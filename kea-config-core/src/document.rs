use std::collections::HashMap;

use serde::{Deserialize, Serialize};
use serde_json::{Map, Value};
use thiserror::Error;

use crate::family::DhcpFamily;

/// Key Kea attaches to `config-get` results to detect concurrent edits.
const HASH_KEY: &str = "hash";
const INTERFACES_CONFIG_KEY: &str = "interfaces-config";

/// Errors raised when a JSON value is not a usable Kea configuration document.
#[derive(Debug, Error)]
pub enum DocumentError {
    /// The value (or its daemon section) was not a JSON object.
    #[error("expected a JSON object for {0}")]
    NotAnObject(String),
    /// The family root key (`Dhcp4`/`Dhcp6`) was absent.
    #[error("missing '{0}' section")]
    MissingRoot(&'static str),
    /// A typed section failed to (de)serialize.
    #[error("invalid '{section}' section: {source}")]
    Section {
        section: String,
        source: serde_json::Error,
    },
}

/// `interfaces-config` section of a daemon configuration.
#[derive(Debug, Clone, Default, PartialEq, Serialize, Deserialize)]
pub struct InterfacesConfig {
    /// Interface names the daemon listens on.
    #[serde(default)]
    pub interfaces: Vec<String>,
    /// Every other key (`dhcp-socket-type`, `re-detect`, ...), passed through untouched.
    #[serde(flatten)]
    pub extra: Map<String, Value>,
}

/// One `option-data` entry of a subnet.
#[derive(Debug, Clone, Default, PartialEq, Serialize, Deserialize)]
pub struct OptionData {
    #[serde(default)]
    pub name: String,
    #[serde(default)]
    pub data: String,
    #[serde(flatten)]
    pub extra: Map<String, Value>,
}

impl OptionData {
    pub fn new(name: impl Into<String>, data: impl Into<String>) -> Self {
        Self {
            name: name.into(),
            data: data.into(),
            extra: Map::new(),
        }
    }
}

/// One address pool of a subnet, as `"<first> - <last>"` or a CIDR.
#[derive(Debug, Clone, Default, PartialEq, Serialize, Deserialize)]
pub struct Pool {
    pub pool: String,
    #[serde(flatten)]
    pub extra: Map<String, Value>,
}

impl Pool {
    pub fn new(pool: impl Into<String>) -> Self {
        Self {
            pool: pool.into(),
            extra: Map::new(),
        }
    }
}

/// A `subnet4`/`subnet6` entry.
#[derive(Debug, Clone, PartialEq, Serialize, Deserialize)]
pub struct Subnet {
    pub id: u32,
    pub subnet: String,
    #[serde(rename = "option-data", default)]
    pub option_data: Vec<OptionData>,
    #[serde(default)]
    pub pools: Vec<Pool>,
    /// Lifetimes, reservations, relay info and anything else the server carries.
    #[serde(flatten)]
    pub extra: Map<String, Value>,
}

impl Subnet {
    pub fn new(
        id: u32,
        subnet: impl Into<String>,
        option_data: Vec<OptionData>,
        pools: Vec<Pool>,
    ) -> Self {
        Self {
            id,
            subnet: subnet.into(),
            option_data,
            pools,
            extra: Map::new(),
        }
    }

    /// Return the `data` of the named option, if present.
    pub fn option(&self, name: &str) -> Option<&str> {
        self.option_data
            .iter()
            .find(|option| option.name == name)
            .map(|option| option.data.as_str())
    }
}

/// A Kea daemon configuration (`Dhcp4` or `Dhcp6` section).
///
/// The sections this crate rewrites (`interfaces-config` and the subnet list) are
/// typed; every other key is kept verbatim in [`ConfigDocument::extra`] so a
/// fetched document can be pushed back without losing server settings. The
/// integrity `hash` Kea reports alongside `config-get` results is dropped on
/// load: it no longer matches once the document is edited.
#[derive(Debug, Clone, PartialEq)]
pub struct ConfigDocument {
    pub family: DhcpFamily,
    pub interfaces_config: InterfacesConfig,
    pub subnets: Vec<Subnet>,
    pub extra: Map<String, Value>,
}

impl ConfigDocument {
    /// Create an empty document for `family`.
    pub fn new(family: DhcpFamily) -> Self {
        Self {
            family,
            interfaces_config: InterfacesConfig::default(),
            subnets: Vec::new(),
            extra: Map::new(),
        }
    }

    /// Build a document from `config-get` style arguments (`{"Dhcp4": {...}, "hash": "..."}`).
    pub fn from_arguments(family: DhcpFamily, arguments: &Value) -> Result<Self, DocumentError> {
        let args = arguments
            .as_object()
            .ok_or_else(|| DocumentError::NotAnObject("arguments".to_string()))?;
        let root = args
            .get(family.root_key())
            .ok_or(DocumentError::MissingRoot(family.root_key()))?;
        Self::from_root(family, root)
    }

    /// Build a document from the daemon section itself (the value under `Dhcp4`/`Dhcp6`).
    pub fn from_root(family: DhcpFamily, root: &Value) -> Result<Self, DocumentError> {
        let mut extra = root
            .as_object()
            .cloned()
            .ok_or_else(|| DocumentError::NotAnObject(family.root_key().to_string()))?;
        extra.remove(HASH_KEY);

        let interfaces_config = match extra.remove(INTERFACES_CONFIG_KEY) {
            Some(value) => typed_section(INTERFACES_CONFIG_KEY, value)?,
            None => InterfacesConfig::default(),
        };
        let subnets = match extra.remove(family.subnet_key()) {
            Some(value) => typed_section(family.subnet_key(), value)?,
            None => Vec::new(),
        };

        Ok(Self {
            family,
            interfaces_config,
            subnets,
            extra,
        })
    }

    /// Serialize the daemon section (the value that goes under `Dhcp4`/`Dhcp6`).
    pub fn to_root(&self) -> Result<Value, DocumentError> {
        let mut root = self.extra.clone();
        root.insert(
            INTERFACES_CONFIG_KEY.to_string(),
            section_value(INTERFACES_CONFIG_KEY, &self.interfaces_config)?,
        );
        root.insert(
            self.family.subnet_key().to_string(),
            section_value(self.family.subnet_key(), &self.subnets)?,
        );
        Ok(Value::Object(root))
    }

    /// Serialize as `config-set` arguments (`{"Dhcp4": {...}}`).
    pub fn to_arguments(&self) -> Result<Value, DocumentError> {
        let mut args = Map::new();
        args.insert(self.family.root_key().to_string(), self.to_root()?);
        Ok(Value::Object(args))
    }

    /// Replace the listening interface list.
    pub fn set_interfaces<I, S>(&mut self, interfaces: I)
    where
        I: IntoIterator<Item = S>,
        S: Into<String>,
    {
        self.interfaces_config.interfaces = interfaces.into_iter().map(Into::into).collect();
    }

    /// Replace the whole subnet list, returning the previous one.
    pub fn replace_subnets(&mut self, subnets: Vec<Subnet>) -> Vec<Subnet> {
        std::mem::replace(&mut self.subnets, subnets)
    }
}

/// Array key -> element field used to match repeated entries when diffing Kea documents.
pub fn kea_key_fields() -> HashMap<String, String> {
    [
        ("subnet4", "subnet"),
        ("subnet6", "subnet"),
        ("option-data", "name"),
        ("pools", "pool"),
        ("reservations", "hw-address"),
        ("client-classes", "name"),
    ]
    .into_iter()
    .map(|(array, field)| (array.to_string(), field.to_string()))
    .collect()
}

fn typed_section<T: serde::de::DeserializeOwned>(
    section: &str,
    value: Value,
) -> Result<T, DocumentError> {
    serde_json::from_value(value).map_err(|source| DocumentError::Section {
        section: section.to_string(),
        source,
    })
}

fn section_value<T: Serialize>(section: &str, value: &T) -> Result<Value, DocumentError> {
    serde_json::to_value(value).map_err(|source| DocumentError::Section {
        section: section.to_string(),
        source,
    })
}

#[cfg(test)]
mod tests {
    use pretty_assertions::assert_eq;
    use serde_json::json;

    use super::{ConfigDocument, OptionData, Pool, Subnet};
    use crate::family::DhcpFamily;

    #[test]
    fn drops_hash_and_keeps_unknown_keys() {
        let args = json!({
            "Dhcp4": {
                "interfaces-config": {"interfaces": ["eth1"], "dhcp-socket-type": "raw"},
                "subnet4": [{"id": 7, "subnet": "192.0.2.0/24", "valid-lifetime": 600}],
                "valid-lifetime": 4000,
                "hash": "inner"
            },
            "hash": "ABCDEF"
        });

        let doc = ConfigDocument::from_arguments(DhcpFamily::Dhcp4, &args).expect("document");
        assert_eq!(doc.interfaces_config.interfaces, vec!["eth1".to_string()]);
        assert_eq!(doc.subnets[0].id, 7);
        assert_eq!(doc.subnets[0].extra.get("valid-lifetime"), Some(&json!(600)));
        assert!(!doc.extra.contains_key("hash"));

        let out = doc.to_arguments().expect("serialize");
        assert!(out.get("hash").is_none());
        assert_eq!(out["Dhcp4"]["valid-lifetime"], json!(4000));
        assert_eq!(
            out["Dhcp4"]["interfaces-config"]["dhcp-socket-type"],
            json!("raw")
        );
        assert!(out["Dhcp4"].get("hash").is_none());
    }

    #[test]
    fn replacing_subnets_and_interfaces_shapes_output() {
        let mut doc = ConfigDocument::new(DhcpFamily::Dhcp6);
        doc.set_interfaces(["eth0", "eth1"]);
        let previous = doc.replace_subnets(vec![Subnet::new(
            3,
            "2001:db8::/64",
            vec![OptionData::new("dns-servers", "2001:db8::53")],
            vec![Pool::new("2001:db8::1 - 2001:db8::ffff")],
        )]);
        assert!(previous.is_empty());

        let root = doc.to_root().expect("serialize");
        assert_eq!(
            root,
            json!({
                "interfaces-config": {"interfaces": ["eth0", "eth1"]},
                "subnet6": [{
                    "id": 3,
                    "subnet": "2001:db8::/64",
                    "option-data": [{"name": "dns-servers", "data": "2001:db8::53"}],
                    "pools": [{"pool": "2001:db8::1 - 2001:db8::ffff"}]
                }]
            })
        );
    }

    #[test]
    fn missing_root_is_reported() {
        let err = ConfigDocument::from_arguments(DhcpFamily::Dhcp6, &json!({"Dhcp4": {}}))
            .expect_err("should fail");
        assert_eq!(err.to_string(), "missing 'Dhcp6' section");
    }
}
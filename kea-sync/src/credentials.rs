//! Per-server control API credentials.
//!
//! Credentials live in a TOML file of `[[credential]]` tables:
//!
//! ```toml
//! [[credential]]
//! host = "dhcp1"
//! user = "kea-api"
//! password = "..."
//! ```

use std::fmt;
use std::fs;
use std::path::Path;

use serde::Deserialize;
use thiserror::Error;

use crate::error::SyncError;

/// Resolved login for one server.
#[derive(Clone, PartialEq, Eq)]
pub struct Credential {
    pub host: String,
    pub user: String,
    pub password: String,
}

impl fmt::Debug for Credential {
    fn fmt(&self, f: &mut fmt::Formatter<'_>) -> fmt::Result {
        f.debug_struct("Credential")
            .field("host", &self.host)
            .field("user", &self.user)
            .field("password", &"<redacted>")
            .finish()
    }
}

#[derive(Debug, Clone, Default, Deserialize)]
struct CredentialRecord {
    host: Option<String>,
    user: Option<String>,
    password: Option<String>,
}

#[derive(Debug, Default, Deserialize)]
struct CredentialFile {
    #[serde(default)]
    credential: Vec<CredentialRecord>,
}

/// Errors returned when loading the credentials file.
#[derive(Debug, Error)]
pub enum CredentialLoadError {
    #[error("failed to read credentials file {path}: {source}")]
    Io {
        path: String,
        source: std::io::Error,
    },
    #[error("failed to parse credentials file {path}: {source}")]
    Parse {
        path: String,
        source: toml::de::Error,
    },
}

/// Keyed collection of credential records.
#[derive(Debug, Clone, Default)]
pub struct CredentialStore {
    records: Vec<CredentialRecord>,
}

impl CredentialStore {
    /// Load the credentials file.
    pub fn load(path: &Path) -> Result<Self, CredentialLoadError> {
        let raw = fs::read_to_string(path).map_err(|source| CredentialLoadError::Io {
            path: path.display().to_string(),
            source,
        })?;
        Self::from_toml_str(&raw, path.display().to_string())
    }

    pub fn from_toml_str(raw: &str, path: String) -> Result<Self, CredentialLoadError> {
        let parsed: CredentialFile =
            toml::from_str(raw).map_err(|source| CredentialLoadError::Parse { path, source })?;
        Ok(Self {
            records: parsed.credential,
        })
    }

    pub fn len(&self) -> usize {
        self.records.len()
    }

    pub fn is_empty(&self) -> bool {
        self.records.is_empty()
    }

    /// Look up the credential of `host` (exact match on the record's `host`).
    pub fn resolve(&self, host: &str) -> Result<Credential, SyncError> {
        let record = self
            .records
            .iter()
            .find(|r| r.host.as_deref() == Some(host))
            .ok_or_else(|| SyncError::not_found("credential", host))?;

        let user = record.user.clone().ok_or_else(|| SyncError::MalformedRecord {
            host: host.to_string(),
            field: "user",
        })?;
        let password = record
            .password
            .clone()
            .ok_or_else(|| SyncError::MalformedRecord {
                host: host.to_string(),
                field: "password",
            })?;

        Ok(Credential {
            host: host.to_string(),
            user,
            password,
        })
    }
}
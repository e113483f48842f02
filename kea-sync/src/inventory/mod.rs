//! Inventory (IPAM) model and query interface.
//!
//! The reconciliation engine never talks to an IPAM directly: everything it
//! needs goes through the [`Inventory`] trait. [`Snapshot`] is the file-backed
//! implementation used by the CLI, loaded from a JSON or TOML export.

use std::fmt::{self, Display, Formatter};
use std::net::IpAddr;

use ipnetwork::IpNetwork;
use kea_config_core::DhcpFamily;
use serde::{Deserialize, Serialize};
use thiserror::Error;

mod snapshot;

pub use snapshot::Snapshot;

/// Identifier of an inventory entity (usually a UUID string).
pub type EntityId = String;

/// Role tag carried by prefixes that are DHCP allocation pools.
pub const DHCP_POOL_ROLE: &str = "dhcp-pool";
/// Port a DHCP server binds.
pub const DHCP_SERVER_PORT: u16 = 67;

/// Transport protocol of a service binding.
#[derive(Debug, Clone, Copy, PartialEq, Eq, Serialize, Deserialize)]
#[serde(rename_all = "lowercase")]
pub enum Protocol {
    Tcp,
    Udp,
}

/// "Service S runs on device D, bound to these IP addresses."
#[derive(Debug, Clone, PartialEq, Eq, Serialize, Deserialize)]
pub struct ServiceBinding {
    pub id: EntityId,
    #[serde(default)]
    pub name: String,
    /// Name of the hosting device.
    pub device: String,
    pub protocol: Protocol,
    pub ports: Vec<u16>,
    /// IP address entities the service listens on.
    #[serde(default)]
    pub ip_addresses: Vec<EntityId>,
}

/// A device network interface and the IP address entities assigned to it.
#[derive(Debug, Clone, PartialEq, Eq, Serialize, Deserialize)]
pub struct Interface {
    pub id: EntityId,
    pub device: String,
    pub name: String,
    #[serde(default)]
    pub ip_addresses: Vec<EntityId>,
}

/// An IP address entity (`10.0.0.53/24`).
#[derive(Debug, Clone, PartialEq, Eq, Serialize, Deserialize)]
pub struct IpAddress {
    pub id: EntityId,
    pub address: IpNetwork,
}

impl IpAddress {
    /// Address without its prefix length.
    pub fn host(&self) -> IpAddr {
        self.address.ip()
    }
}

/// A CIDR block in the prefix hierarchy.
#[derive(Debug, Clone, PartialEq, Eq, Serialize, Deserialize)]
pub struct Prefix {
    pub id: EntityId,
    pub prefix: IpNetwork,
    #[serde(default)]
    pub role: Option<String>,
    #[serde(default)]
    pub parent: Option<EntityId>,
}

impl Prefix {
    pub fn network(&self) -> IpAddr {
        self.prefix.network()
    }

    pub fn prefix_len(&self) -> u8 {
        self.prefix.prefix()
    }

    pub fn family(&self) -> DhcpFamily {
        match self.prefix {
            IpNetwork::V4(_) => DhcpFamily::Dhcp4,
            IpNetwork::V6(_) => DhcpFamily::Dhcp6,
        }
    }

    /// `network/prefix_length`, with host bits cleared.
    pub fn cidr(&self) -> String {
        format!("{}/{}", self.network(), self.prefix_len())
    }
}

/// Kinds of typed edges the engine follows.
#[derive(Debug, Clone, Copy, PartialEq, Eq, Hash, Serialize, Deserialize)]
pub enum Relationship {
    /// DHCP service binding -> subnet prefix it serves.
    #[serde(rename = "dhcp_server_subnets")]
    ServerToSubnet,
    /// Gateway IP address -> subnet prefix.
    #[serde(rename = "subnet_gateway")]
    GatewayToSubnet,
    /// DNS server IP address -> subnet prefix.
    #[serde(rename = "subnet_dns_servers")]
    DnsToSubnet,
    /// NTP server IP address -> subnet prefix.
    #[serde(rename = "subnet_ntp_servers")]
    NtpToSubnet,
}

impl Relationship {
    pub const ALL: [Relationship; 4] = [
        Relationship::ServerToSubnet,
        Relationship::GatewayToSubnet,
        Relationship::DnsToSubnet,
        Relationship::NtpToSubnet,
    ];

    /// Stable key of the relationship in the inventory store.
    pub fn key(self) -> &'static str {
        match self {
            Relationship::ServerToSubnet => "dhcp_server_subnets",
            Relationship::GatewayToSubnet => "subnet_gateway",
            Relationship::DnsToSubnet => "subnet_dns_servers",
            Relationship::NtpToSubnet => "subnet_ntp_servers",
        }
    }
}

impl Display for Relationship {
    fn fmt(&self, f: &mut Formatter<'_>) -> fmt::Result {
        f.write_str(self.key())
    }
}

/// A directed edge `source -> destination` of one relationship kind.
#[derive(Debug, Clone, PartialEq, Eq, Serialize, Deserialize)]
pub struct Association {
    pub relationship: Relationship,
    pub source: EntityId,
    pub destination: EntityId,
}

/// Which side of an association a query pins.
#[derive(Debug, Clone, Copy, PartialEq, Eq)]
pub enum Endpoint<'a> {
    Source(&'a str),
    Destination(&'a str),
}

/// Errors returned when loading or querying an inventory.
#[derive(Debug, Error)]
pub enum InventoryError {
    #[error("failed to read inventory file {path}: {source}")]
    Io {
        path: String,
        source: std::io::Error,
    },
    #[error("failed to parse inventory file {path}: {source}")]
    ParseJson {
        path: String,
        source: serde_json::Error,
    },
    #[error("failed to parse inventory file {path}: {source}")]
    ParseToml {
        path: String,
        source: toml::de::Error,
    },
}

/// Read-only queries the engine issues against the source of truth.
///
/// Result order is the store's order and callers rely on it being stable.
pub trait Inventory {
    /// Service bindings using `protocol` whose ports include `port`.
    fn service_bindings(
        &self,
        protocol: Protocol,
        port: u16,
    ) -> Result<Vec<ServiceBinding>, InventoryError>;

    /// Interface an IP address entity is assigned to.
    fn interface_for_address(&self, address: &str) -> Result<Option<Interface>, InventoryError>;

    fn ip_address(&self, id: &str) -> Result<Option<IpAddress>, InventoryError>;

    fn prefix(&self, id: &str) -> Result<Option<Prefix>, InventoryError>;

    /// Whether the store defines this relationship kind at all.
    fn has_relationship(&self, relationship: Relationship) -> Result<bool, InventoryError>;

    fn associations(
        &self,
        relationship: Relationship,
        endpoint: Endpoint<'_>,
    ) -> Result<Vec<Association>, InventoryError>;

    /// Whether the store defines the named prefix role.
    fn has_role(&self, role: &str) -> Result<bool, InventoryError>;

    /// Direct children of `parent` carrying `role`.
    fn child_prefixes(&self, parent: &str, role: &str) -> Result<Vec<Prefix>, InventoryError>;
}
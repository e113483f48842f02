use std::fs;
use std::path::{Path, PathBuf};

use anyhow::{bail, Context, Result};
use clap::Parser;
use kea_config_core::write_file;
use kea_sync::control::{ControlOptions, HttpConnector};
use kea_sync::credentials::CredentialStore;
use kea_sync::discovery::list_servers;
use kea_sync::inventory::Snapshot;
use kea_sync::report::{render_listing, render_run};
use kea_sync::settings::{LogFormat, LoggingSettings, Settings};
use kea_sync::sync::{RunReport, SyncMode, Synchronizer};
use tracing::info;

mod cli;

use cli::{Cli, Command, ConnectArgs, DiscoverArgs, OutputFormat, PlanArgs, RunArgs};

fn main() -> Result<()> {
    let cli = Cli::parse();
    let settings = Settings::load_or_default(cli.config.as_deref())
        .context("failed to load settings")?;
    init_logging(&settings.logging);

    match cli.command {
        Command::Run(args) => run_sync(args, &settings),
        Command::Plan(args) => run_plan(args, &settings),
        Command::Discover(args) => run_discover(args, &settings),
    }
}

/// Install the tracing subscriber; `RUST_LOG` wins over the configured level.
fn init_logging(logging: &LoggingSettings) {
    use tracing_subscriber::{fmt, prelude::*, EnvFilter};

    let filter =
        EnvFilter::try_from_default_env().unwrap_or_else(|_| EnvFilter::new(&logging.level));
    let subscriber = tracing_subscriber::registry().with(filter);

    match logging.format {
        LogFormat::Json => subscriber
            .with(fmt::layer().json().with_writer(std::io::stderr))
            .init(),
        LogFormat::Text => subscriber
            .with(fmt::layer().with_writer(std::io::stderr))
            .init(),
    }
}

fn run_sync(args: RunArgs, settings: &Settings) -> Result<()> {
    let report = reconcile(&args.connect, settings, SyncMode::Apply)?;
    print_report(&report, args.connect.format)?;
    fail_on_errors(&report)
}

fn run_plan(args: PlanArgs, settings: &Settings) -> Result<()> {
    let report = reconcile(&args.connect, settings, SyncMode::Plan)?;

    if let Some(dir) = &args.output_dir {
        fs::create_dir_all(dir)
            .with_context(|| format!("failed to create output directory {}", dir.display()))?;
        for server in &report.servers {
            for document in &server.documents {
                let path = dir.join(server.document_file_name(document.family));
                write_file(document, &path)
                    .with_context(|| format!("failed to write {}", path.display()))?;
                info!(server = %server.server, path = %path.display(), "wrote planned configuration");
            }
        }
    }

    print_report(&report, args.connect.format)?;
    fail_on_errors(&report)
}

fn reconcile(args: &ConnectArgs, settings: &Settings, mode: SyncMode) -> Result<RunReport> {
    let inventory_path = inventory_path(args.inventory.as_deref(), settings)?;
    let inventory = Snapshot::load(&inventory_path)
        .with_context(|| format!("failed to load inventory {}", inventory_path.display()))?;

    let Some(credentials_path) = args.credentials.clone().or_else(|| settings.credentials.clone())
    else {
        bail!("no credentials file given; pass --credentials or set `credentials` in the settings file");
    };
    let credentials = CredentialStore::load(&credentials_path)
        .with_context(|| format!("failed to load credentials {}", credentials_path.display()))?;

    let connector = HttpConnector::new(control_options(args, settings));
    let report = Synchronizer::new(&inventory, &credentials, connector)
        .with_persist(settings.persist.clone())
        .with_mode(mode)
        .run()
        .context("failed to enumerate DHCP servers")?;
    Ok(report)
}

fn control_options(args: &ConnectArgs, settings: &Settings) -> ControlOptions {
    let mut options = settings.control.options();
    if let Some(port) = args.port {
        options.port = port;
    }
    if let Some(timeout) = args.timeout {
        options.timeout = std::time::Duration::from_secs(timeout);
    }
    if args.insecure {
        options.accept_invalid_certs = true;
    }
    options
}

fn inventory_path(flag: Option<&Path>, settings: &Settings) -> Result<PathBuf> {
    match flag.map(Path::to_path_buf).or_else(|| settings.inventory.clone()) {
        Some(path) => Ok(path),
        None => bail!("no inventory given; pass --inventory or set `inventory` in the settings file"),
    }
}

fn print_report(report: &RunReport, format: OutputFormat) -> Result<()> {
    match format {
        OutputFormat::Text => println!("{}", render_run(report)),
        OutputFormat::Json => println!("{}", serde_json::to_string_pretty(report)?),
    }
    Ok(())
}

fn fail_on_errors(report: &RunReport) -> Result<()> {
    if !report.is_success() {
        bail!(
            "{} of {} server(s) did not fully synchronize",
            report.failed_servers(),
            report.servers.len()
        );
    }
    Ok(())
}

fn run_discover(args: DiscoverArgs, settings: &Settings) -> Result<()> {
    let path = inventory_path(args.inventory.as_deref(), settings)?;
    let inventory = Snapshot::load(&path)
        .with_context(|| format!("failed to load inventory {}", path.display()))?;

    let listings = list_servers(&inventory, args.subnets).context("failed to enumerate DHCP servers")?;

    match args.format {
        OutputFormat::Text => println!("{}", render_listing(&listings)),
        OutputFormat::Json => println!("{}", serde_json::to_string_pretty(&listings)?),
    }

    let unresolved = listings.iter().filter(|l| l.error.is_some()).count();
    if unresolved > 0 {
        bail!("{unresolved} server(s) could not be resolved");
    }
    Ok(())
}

ASSIGNED TASK:
Copy each line of the entries that includes the word "given".

YOUR RESPONSE:
        bail!("no credentials file given; pass --credentials or set `credentials` in the settings file");
        None => bail!("no inventory given; pass --inventory or set `inventory` in the settings file"),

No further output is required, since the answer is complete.